Problem: The records follow. Count the lines holding "first" and give only the number.
== Segment start ==
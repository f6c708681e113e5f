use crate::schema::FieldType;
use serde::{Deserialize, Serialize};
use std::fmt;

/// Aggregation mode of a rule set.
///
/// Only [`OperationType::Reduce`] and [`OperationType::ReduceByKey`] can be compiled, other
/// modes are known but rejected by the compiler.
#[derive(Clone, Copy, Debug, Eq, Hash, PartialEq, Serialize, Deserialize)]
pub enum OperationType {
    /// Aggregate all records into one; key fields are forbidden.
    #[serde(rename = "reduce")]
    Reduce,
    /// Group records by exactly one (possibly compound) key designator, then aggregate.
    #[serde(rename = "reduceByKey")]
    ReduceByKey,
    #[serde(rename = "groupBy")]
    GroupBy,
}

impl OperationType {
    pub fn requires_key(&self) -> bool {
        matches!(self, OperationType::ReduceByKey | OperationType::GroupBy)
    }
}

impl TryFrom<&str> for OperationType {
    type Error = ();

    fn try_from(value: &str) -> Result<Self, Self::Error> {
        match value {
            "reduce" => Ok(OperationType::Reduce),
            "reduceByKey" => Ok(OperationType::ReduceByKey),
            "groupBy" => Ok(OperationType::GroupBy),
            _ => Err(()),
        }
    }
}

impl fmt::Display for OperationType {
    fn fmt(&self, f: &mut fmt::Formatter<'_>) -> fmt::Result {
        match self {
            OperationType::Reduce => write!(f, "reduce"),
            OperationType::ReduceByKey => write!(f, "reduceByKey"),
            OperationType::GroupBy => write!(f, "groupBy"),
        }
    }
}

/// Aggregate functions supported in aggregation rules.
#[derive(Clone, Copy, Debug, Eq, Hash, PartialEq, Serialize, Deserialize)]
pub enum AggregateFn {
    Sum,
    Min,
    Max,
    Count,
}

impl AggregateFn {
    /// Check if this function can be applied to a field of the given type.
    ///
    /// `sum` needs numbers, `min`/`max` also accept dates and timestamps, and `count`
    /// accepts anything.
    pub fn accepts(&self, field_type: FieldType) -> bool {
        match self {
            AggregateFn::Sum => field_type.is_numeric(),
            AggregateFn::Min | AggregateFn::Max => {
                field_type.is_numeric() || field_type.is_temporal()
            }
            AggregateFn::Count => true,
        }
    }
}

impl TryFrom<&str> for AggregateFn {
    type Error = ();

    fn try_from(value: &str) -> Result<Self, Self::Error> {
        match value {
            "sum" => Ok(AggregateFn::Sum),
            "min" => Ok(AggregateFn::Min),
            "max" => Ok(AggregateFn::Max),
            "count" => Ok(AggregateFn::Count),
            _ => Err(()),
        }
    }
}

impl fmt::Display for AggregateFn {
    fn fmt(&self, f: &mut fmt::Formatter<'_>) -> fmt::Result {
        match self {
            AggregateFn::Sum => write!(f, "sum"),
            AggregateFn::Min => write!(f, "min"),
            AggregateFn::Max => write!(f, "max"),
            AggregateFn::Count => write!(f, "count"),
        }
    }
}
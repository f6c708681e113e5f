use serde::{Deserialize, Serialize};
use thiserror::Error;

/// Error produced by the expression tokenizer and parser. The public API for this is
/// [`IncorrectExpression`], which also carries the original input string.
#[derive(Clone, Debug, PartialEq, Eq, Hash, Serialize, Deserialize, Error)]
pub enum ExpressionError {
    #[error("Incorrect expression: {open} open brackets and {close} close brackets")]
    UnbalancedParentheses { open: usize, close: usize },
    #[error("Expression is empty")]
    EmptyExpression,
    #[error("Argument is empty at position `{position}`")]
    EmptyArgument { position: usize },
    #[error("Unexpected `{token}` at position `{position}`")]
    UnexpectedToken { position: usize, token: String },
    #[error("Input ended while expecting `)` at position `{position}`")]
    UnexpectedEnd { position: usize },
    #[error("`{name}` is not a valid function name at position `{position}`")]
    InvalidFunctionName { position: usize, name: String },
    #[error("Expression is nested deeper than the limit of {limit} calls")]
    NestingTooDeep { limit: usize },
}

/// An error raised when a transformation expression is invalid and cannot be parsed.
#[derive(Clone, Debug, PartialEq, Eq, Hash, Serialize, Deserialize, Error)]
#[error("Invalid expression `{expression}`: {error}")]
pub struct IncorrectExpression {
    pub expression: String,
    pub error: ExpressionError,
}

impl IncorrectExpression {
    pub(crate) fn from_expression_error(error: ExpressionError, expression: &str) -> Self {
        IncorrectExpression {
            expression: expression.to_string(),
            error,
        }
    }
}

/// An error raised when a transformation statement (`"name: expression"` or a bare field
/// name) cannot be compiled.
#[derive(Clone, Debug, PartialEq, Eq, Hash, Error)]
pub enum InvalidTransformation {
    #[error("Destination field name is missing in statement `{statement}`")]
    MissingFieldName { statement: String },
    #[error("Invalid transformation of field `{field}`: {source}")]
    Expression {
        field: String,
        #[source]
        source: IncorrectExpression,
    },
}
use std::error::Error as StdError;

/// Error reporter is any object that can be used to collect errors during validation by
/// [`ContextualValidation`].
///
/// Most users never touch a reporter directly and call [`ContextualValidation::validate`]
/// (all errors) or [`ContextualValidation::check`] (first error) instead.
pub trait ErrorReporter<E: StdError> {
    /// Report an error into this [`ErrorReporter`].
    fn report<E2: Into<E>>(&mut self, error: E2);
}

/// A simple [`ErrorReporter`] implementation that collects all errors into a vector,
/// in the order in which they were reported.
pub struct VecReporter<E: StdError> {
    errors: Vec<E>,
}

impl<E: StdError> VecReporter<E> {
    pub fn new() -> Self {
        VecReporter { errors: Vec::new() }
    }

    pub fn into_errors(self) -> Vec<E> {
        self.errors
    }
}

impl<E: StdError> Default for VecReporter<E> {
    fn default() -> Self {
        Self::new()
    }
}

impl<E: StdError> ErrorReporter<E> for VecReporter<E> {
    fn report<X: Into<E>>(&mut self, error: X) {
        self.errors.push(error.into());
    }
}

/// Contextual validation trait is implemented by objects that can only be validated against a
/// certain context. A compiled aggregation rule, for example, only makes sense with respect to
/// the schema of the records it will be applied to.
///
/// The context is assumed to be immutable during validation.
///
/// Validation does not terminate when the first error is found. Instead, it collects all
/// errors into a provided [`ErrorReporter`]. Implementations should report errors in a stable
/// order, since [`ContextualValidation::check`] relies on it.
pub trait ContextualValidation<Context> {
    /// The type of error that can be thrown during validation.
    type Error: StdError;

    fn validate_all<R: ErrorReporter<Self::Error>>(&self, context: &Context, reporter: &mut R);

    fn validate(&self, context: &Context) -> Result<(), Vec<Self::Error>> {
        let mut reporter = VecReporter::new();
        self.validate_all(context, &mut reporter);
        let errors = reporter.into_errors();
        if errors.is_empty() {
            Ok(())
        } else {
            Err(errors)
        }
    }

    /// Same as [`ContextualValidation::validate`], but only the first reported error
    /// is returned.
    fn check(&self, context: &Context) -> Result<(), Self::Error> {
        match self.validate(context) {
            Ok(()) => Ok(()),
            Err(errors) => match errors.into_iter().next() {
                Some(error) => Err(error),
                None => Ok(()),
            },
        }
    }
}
== Segment end ==
Answer space: 3